The fifth year at the Bartlett was supposed to be more school courses, but Frances didn’t want to go back into the classroom. Instead, she took a job running the 9H architecture gallery in London. By that point, she had written an article for the Architect’s Journal about being on a building site and how different the reality of that was from anything taught in architecture school. While working at the gallery, she received a call from the Architectural Review, a distinguished journal of world architecture, because of the article she had written for the Journal. She was hired on as an editor, and her first assignment was to cover architecture in Los Angeles. It was love at first sight. It would be difficult to say who was more charmed—Frances, or the Los Angelenos who met her, hooked and bemused by her enthusiasm, her passion for what turned out to be her new home. In 1991, she became the editor of the AIA Los Angeles house organ, L.A. Architect. In 1999, she began regular contributions to the “Currents” column in The New York Times, running on Thursdays.

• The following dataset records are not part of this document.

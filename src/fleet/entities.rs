use bevy::platform::collections::HashMap;
use bevy::prelude::*;

use crate::autopilot::Autopilot;
use crate::controls::{
    AxisFilter, ControlCommand, ExternalAxes, GamepadRig, KeyboardRig, MouseRig, RawAxes,
};
use crate::flight::{FlightState, Velocity};

/// Stable pilot identifier, also tagged onto the pilot's drone entity.
#[derive(Component, Clone, Copy, Debug, PartialEq, Eq, Hash, Reflect)]
pub struct ClientId(pub u64);

/// Marks a drone this instance simulates. Input sampling, steering and the
/// flight integrator all filter on it; a drone without the marker holds
/// state but is never advanced.
#[derive(Component, Clone, Copy, Debug, Default, Reflect)]
pub struct Authority;

/// The one command source a drone flies under.
///
/// Applying a source replaces whatever source the drone had before; sources
/// never stack.
#[derive(Clone, Debug)]
pub enum InputSource {
    /// Digital axes from [`crate::controls::KeyBindings`].
    Keyboard,
    /// First connected gamepad, analog sticks.
    Gamepad,
    /// Mouse-look virtual stick plus keyboard yaw/lift.
    Mouse,
    /// Axes pushed in by an external caller (scripts, bridges).
    External,
    /// Self-steering with the given configuration.
    Autopilot(Autopilot),
}

/// `ClientId → Entity` map of every spawned drone.
#[derive(Resource, Clone, Debug, Default)]
pub struct FleetRegistry {
    drones: HashMap<ClientId, Entity>,
}

impl FleetRegistry {
    /// The drone entity registered for `client`, if any.
    pub fn get(&self, client: ClientId) -> Option<Entity> {
        self.drones.get(&client).copied()
    }

    /// Registers `entity` for `client`, returning the entity it displaced.
    pub fn insert(&mut self, client: ClientId, entity: Entity) -> Option<Entity> {
        self.drones.insert(client, entity)
    }

    /// Unregisters `client`, returning its drone if one was registered.
    pub fn remove(&mut self, client: ClientId) -> Option<Entity> {
        self.drones.remove(&client)
    }

    /// Iterates registered `(client, entity)` pairs in arbitrary order.
    pub fn iter(&self) -> impl Iterator<Item = (ClientId, Entity)> + '_ {
        self.drones.iter().map(|(c, e)| (*c, *e))
    }

    /// Number of registered drones.
    pub fn len(&self) -> usize {
        self.drones.len()
    }

    /// True when no drone is registered.
    pub fn is_empty(&self) -> bool {
        self.drones.is_empty()
    }
}

/// A pilot joined; the fleet spawns them a drone at `position`.
#[derive(Message, Clone, Debug)]
pub struct PilotJoined {
    /// The joining pilot.
    pub client: ClientId,
    /// Spawn point for the new drone.
    pub position: Vec3,
}

/// A pilot left; their drone despawns and leaves the registry.
#[derive(Message, Clone, Copy, Debug)]
pub struct PilotLeft {
    /// The departing pilot.
    pub client: ClientId,
}

/// A pilot's drone was selected for direct keyboard control. Every other
/// registered drone returns to autopilot.
#[derive(Message, Clone, Copy, Debug)]
pub struct DroneSelected {
    /// Owner of the drone to hand the keyboard.
    pub client: ClientId,
}

/// Per-fixed-tick snapshot of one drone, emitted after integration.
#[derive(Message, Clone, Copy, Debug)]
pub struct DroneStatus {
    /// Owner of the reported drone.
    pub client: ClientId,
    /// World position.
    pub position: Vec3,
    /// World-space linear velocity.
    pub velocity: Vec3,
    /// Whether the ground probe reports contact.
    pub grounded: bool,
}

/// Swaps `drone` onto `source`, removing whatever source it carried.
///
/// This is the only place input sources change; device sources bring the
/// raw-sample and filter components with them, the autopilot publishes
/// commands directly and needs neither.
pub fn set_input_source(commands: &mut Commands, drone: Entity, source: InputSource) {
    let mut entity = commands.entity(drone);
    entity.remove::<(
        KeyboardRig,
        GamepadRig,
        MouseRig,
        ExternalAxes,
        Autopilot,
        RawAxes,
        AxisFilter,
    )>();
    match source {
        InputSource::Keyboard => {
            entity.insert((KeyboardRig, RawAxes::default(), AxisFilter::default()));
        }
        InputSource::Gamepad => {
            entity.insert((GamepadRig, RawAxes::default(), AxisFilter::default()));
        }
        InputSource::Mouse => {
            entity.insert((MouseRig::default(), RawAxes::default(), AxisFilter::default()));
        }
        InputSource::External => {
            entity.insert((
                ExternalAxes::default(),
                RawAxes::default(),
                AxisFilter::default(),
            ));
        }
        InputSource::Autopilot(pilot) => {
            entity.insert(pilot);
        }
    }
}

/// Spawns a drone for `client` at `position` under the given source and
/// registers it. With `authoritative` false the drone is a mirror: it holds
/// state but no tick system touches it.
pub fn spawn_drone(
    commands: &mut Commands,
    registry: &mut FleetRegistry,
    client: ClientId,
    position: Vec3,
    source: InputSource,
    authoritative: bool,
) -> Entity {
    let mut entity = commands.spawn((
        client,
        Transform::from_translation(position),
        ControlCommand::default(),
        FlightState::default(),
        Velocity::default(),
    ));
    if authoritative {
        entity.insert(Authority);
    }
    let drone = entity.id();
    set_input_source(commands, drone, source);
    registry.insert(client, drone);
    drone
}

The Rodney King riots galvanized the city in 1992, along with the architectural community. Architects and planners were keen to have a role in rebuilding. It became evident, however, that they did not have access to the wider community and were not well placed to implement their ideas. Frances found Which Way L.A., a show of local current affairs, to be the single best podium for discussion in the city, and she volunteered for the program in 1994. The volunteer gig turned into a full-time job, eventually working with moderator Olney on both Which Way L.A. and To the Point, a national current affairs show. In 2002, Frances went on air with DnA, a show intended to give architecture and design a higher profile. Her programming ranges from doggie fashions to Disney Concert Hall. It is the only show devoted entirely to design and architecture on a radio station in the U.S.

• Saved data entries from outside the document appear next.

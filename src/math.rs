//! Pure computation helpers extracted for testability.
//!
//! All functions in this module are free of Bevy ECS dependencies and operate
//! on plain numeric / `Vec3` inputs, making them straightforward to unit-test.

use bevy::math::Vec3;

/// Linear interpolation with the interpolant clamped to `[0, 1]`.
///
/// The clamp means a smoothing step can never overshoot its target, even when
/// `dt * rate` exceeds one on a long frame.
///
/// # Examples
/// ```
/// # use drone_fleet::math::lerp;
/// assert_eq!(lerp(0.0, 10.0, 0.5), 5.0);
/// assert_eq!(lerp(0.0, 10.0, 3.0), 10.0);
/// ```
pub fn lerp(current: f32, target: f32, t: f32) -> f32 {
    current + (target - current) * t.clamp(0.0, 1.0)
}

/// Moves `current` toward `target` by at most `max_delta`, never overshooting.
///
/// A negative `max_delta` is treated as zero (no movement).
pub fn move_toward(current: f32, target: f32, max_delta: f32) -> f32 {
    let step = max_delta.max(0.0);
    let delta = target - current;
    if delta.abs() <= step {
        target
    } else {
        current + delta.signum() * step
    }
}

/// Dead-zone remap for analog axes.
///
/// Values with magnitude below `dead_zone` collapse to zero; the remainder is
/// rescaled so the output still spans the full `[-1, 1]` range:
/// `sign * (|v| - dz) / (1 - dz)`.
///
/// # Examples
/// ```
/// # use drone_fleet::math::remap_deadzone;
/// assert_eq!(remap_deadzone(0.05, 0.1), 0.0);
/// assert_eq!(remap_deadzone(1.0, 0.1), 1.0);
/// ```
pub fn remap_deadzone(value: f32, dead_zone: f32) -> f32 {
    let dz = dead_zone.clamp(0.0, 0.9);
    if value.abs() < dz {
        return 0.0;
    }
    value.signum() * (value.abs() - dz) / (1.0 - dz)
}

/// Signed angle in degrees from `from` to `to`, measured around the +Y axis.
///
/// Both vectors are flattened onto the XZ plane first. Returns zero when
/// either flattened vector is degenerate. The sign convention is clockwise-
/// positive viewed from above, so a turn from `-Z` (forward) toward `+X`
/// (right) is positive.
pub fn signed_angle_y(from: Vec3, to: Vec3) -> f32 {
    let a = Vec3::new(from.x, 0.0, from.z);
    let b = Vec3::new(to.x, 0.0, to.z);
    if a.length_squared() < 1e-8 || b.length_squared() < 1e-8 {
        return 0.0;
    }
    let a = a.normalize();
    let b = b.normalize();
    let cross_y = a.z * b.x - a.x * b.z;
    -cross_y.atan2(a.dot(b)).to_degrees()
}

/// Distance along a ray to the first intersection with a sphere.
///
/// `dir` must be normalized. Returns `None` when the ray misses or the sphere
/// lies behind the origin. An origin already inside the sphere reports a hit
/// at distance zero.
pub fn ray_sphere_intersection(origin: Vec3, dir: Vec3, center: Vec3, radius: f32) -> Option<f32> {
    let to_center = center - origin;
    if to_center.length_squared() <= radius * radius {
        return Some(0.0);
    }
    let projection = to_center.dot(dir);
    if projection < 0.0 {
        return None;
    }
    let closest_sq = to_center.length_squared() - projection * projection;
    let radius_sq = radius * radius;
    if closest_sq > radius_sq {
        return None;
    }
    let half_chord = (radius_sq - closest_sq).sqrt();
    Some(projection - half_chord)
}

/// Yaw offset in degrees for ray `index` of a fan of `count` rays spread
/// symmetrically across `spread` degrees.
///
/// A fan of one ray points straight ahead.
pub fn fan_angle(index: usize, count: usize, spread: f32) -> f32 {
    if count <= 1 {
        return 0.0;
    }
    let increment = spread / (count - 1) as f32;
    -spread / 2.0 + increment * index as f32
}

/// Reflects `dir` across the plane defined by `normal` (which must be
/// normalized).
pub fn reflect(dir: Vec3, normal: Vec3) -> Vec3 {
    dir - 2.0 * dir.dot(normal) * normal
}

/// Damps a velocity toward zero at `rate` per second.
///
/// The effective shrink factor is clamped to one, so a single step reduces
/// the vector monotonically and never reverses it, regardless of `dt`.
pub fn damp_toward_zero(velocity: Vec3, rate: f32, dt: f32) -> Vec3 {
    velocity * (1.0 - (rate * dt).clamp(0.0, 1.0))
}

#[cfg(test)]
mod tests {
    use super::*;

    // ── lerp ────────────────────────────────────────────────────────

    #[test]
    fn lerp_midpoint() {
        assert_eq!(lerp(2.0, 6.0, 0.5), 4.0);
    }

    #[test]
    fn lerp_clamps_overshoot() {
        assert_eq!(lerp(0.0, 1.0, 5.0), 1.0);
        assert_eq!(lerp(0.0, 1.0, -2.0), 0.0);
    }

    // ── move_toward ─────────────────────────────────────────────────

    #[test]
    fn move_toward_steps_by_delta() {
        assert_eq!(move_toward(0.0, 1.0, 0.25), 0.25);
        assert_eq!(move_toward(1.0, 0.0, 0.25), 0.75);
    }

    #[test]
    fn move_toward_never_overshoots() {
        assert_eq!(move_toward(0.9, 1.0, 0.5), 1.0);
    }

    #[test]
    fn move_toward_negative_delta_is_inert() {
        assert_eq!(move_toward(0.5, 1.0, -1.0), 0.5);
    }

    // ── remap_deadzone ──────────────────────────────────────────────

    #[test]
    fn deadzone_suppresses_small_values() {
        assert_eq!(remap_deadzone(0.09, 0.1), 0.0);
        assert_eq!(remap_deadzone(-0.09, 0.1), 0.0);
    }

    #[test]
    fn deadzone_preserves_full_range() {
        assert!((remap_deadzone(1.0, 0.1) - 1.0).abs() < 1e-6);
        assert!((remap_deadzone(-1.0, 0.1) + 1.0).abs() < 1e-6);
    }

    #[test]
    fn deadzone_edge_rescales_to_zero() {
        assert!(remap_deadzone(0.1, 0.1).abs() < 1e-6);
    }

    // ── signed_angle_y ──────────────────────────────────────────────

    #[test]
    fn signed_angle_zero_for_parallel() {
        assert!(signed_angle_y(Vec3::NEG_Z, Vec3::NEG_Z).abs() < 1e-4);
    }

    #[test]
    fn signed_angle_quarter_turns() {
        let angle = signed_angle_y(Vec3::NEG_Z, Vec3::X);
        assert!((angle - 90.0).abs() < 1e-3, "angle = {angle}");
        let angle = signed_angle_y(Vec3::NEG_Z, Vec3::NEG_X);
        assert!((angle + 90.0).abs() < 1e-3, "angle = {angle}");
    }

    #[test]
    fn signed_angle_ignores_vertical_component() {
        let angle = signed_angle_y(Vec3::new(0.0, 5.0, -1.0), Vec3::new(1.0, -3.0, 0.0));
        assert!((angle - 90.0).abs() < 1e-3, "angle = {angle}");
    }

    #[test]
    fn signed_angle_degenerate_is_zero() {
        assert_eq!(signed_angle_y(Vec3::Y, Vec3::Z), 0.0);
    }

    // ── ray_sphere_intersection ─────────────────────────────────────

    #[test]
    fn ray_hits_sphere_dead_ahead() {
        let hit = ray_sphere_intersection(Vec3::ZERO, Vec3::Z, Vec3::new(0.0, 0.0, 5.0), 1.0);
        assert!((hit.unwrap() - 4.0).abs() < 1e-4);
    }

    #[test]
    fn ray_misses_offset_sphere() {
        let hit = ray_sphere_intersection(Vec3::ZERO, Vec3::Z, Vec3::new(3.0, 0.0, 5.0), 1.0);
        assert!(hit.is_none());
    }

    #[test]
    fn ray_ignores_sphere_behind_origin() {
        let hit = ray_sphere_intersection(Vec3::ZERO, Vec3::Z, Vec3::new(0.0, 0.0, -5.0), 1.0);
        assert!(hit.is_none());
    }

    #[test]
    fn ray_inside_sphere_hits_at_zero() {
        let hit = ray_sphere_intersection(Vec3::ZERO, Vec3::Z, Vec3::new(0.2, 0.0, 0.0), 1.0);
        assert_eq!(hit, Some(0.0));
    }

    // ── fan_angle ───────────────────────────────────────────────────

    #[test]
    fn fan_spans_spread_symmetrically() {
        assert_eq!(fan_angle(0, 5, 45.0), -22.5);
        assert_eq!(fan_angle(2, 5, 45.0), 0.0);
        assert_eq!(fan_angle(4, 5, 45.0), 22.5);
    }

    #[test]
    fn single_ray_fan_points_forward() {
        assert_eq!(fan_angle(0, 1, 45.0), 0.0);
    }

    // ── reflect ─────────────────────────────────────────────────────

    #[test]
    fn reflect_off_facing_plane() {
        let reflected = reflect(Vec3::Z, Vec3::NEG_Z);
        assert!((reflected - Vec3::NEG_Z).length() < 1e-6);
    }

    // ── damp_toward_zero ────────────────────────────────────────────

    #[test]
    fn damping_shrinks_monotonically() {
        let v = Vec3::new(3.0, 0.0, 4.0);
        let damped = damp_toward_zero(v, 4.0, 1.0 / 60.0);
        assert!(damped.length() < v.length());
        assert!(damped.dot(v) > 0.0, "damping must not reverse direction");
    }

    #[test]
    fn damping_never_overshoots_past_zero() {
        let v = Vec3::new(1.0, 0.0, 0.0);
        let damped = damp_toward_zero(v, 1000.0, 1.0);
        assert_eq!(damped, Vec3::ZERO);
    }
}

So how did Frances’s architectural education and training contribute to her ability to do what she does best? “What you get from the study of architecture is a broad introduction to a broad range of subjects, from engineering to art,” explains Frances. “It’s a subject that is scientific, artistic, and practical at the same time. Architecture and building are extremely important to the human condition. Yet, the architecture world is very insular, and architects and planners tend to become marginalized.” DnA is an opportunity to give architects and planners access to the larger community, to be heard and understood. Guests on the show have ranged from rocker David Byrne to architecture diva Zaha Hadid. Frances’s greatest satisfaction has been getting e-mail from culture-loving members of the general public who have an appreciation for architecture, but have not had access to other venues for design discussion.

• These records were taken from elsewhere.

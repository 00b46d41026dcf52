use bevy::prelude::*;

use super::FlightConfig;
use super::entities::{FlightState, Rotor, Velocity};
use crate::controls::ControlCommand;
use crate::fleet::Authority;
use crate::math;

/// Smooths and clamps the Euler angles toward the commanded targets and
/// composes the absolute orientation for this tick.
pub fn integrate_rotation(
    time: Res<Time<Fixed>>,
    cfg: Res<FlightConfig>,
    mut query: Query<(&ControlCommand, &mut FlightState, &mut Transform), With<Authority>>,
) {
    let dt = time.delta_secs();
    for (command, mut state, mut transform) in &mut query {
        let pitch_target = command.pitch * cfg.pitch_amount;
        let roll_target = -command.roll * cfg.roll_amount;
        state.yaw += command.yaw * cfg.yaw_amount;

        state.current_pitch = if cfg.disable_pitch {
            0.0
        } else {
            math::lerp(state.current_pitch, pitch_target, cfg.rotation_lerp_speed * dt)
        };
        state.current_roll = if cfg.disable_roll {
            0.0
        } else {
            math::lerp(state.current_roll, roll_target, cfg.rotation_lerp_speed * dt)
        };
        state.current_yaw = if cfg.disable_yaw {
            0.0
        } else {
            math::lerp(state.current_yaw, state.yaw, cfg.rotation_lerp_speed * dt)
        };

        if cfg.auto_forward {
            state.current_pitch = cfg.pitch_amount;
        }

        if !cfg.ignore_rotation_limits {
            state.current_pitch = state.current_pitch.clamp(cfg.pitch_limit.x, cfg.pitch_limit.y);
            state.current_roll = state.current_roll.clamp(cfg.roll_limit.x, cfg.roll_limit.y);
        }

        // Command convention is clockwise-positive yaw and nose-down-positive
        // pitch; both map to negative right-handed rotations.
        transform.rotation = Quat::from_euler(
            EulerRot::YXZ,
            -state.current_yaw.to_radians(),
            -state.current_pitch.to_radians(),
            state.current_roll.to_radians(),
        );
    }
}

/// Converts the command into lift/forward/side forces and integrates them
/// into velocity, with gravity and linear damping.
pub fn apply_throttle(
    time: Res<Time<Fixed>>,
    cfg: Res<FlightConfig>,
    mut query: Query<(&ControlCommand, &mut Velocity, &Transform), With<Authority>>,
) {
    let dt = time.delta_secs();
    let elapsed = time.elapsed_secs();
    for (command, mut velocity, transform) in &mut query {
        let forward: Vec3 = *transform.forward();
        let right: Vec3 = *transform.right();

        // Gravity-compensated lift keeps an idle drone hovering; with
        // gravity_when_idle the compensation term is dropped and an idle
        // drone free-falls.
        let upward = if cfg.gravity_when_idle {
            command.lift * cfg.max_speed
        } else {
            velocity.mass * cfg.gravity + command.lift * cfg.max_speed
        };
        let mut lift_force = Vec3::Y * upward;

        let mut forward_force = if cfg.disable_pitch {
            Vec3::ZERO
        } else {
            command.pitch * cfg.max_speed * forward
        };
        if cfg.auto_forward {
            forward_force = cfg.max_speed * forward;
        }
        let mut side_force = if cfg.disable_roll {
            Vec3::ZERO
        } else {
            command.roll * cfg.max_speed * right
        };

        if cfg.maintain_altitude {
            forward_force.y = 0.0;
            side_force.y = 0.0;
        }

        if cfg.hover && command.idle {
            lift_force += Vec3::Y * (elapsed * cfg.hover_frequency).sin() * cfg.hover_amplitude;
        }

        let force = lift_force + forward_force + side_force;
        let acceleration = force / velocity.mass + Vec3::NEG_Y * cfg.gravity;
        velocity.linear += acceleration * dt;
        velocity.linear /= 1.0 + cfg.linear_damping * dt;
    }
}

/// Applies velocity to position.
pub fn integrate_velocity(
    time: Res<Time<Fixed>>,
    mut query: Query<(&Velocity, &mut Transform), With<Authority>>,
) {
    let dt = time.delta_secs();
    for (velocity, mut transform) in &mut query {
        transform.translation += velocity.linear * dt;
    }
}

/// Ground probe, landing deceleration and floor clamp.
pub fn ground_effects(
    time: Res<Time<Fixed>>,
    cfg: Res<FlightConfig>,
    mut query: Query<(&mut Velocity, &mut FlightState, &mut Transform), With<Authority>>,
) {
    let dt = time.delta_secs();
    for (mut velocity, mut state, mut transform) in &mut query {
        let altitude = transform.translation.y - cfg.ground_height;
        state.grounded = altitude <= cfg.ground_check_distance;

        if state.grounded && cfg.decelerate_on_ground && velocity.linear != Vec3::ZERO {
            velocity.linear = math::damp_toward_zero(velocity.linear, cfg.ground_deceleration, dt);
        }

        // The floor plane is the only collider; clamp instead of sinking.
        if altitude < 0.0 {
            transform.translation.y = cfg.ground_height;
            if velocity.linear.y < 0.0 {
                velocity.linear.y = 0.0;
            }
        }
    }
}

/// Spins rotor visuals from their drone's motion; parked rotors wind down
/// at a fixed rate.
pub fn spin_rotors(
    time: Res<Time>,
    cfg: Res<FlightConfig>,
    drones: Query<(&Velocity, &FlightState, &ControlCommand)>,
    mut rotors: Query<(&mut Transform, &mut Rotor)>,
) {
    let dt = time.delta_secs();
    for (mut transform, mut rotor) in &mut rotors {
        let Ok((velocity, state, command)) = drones.get(rotor.drone) else {
            continue;
        };
        let airborne = !state.grounded;

        if airborne || !command.idle {
            let factor =
                (velocity.linear.length() / cfg.max_speed).clamp(cfg.rotor_min_speed_factor, 1.0);
            rotor.speed = factor * cfg.rotor_spin_speed;
        } else {
            rotor.speed = math::move_toward(rotor.speed, 0.0, cfg.rotor_wind_down * dt);
        }

        let step = rotor.speed * dt;
        let signed = if rotor.inverse { step } else { -step };
        transform.rotate_local_y(signed.to_radians());
    }
}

The big challenge with DnA is to make it accessible to the general public, to get the content across while eliminating the jargon that might mystify listeners. Frances has been able to take her architectural training and combine it with the journalist’s ability to convey the sense of complex occurrences. Her architectural education has given her the deep understanding of design that allows her to communicate the subject to a general audience. She is the complete architectural insider with the know-how to reach the person on the street.


Author John Leighton Chase, Assoc. AIA, is Urban Designer for the City of West Hollywood and a member of the arcCA Editorial Board.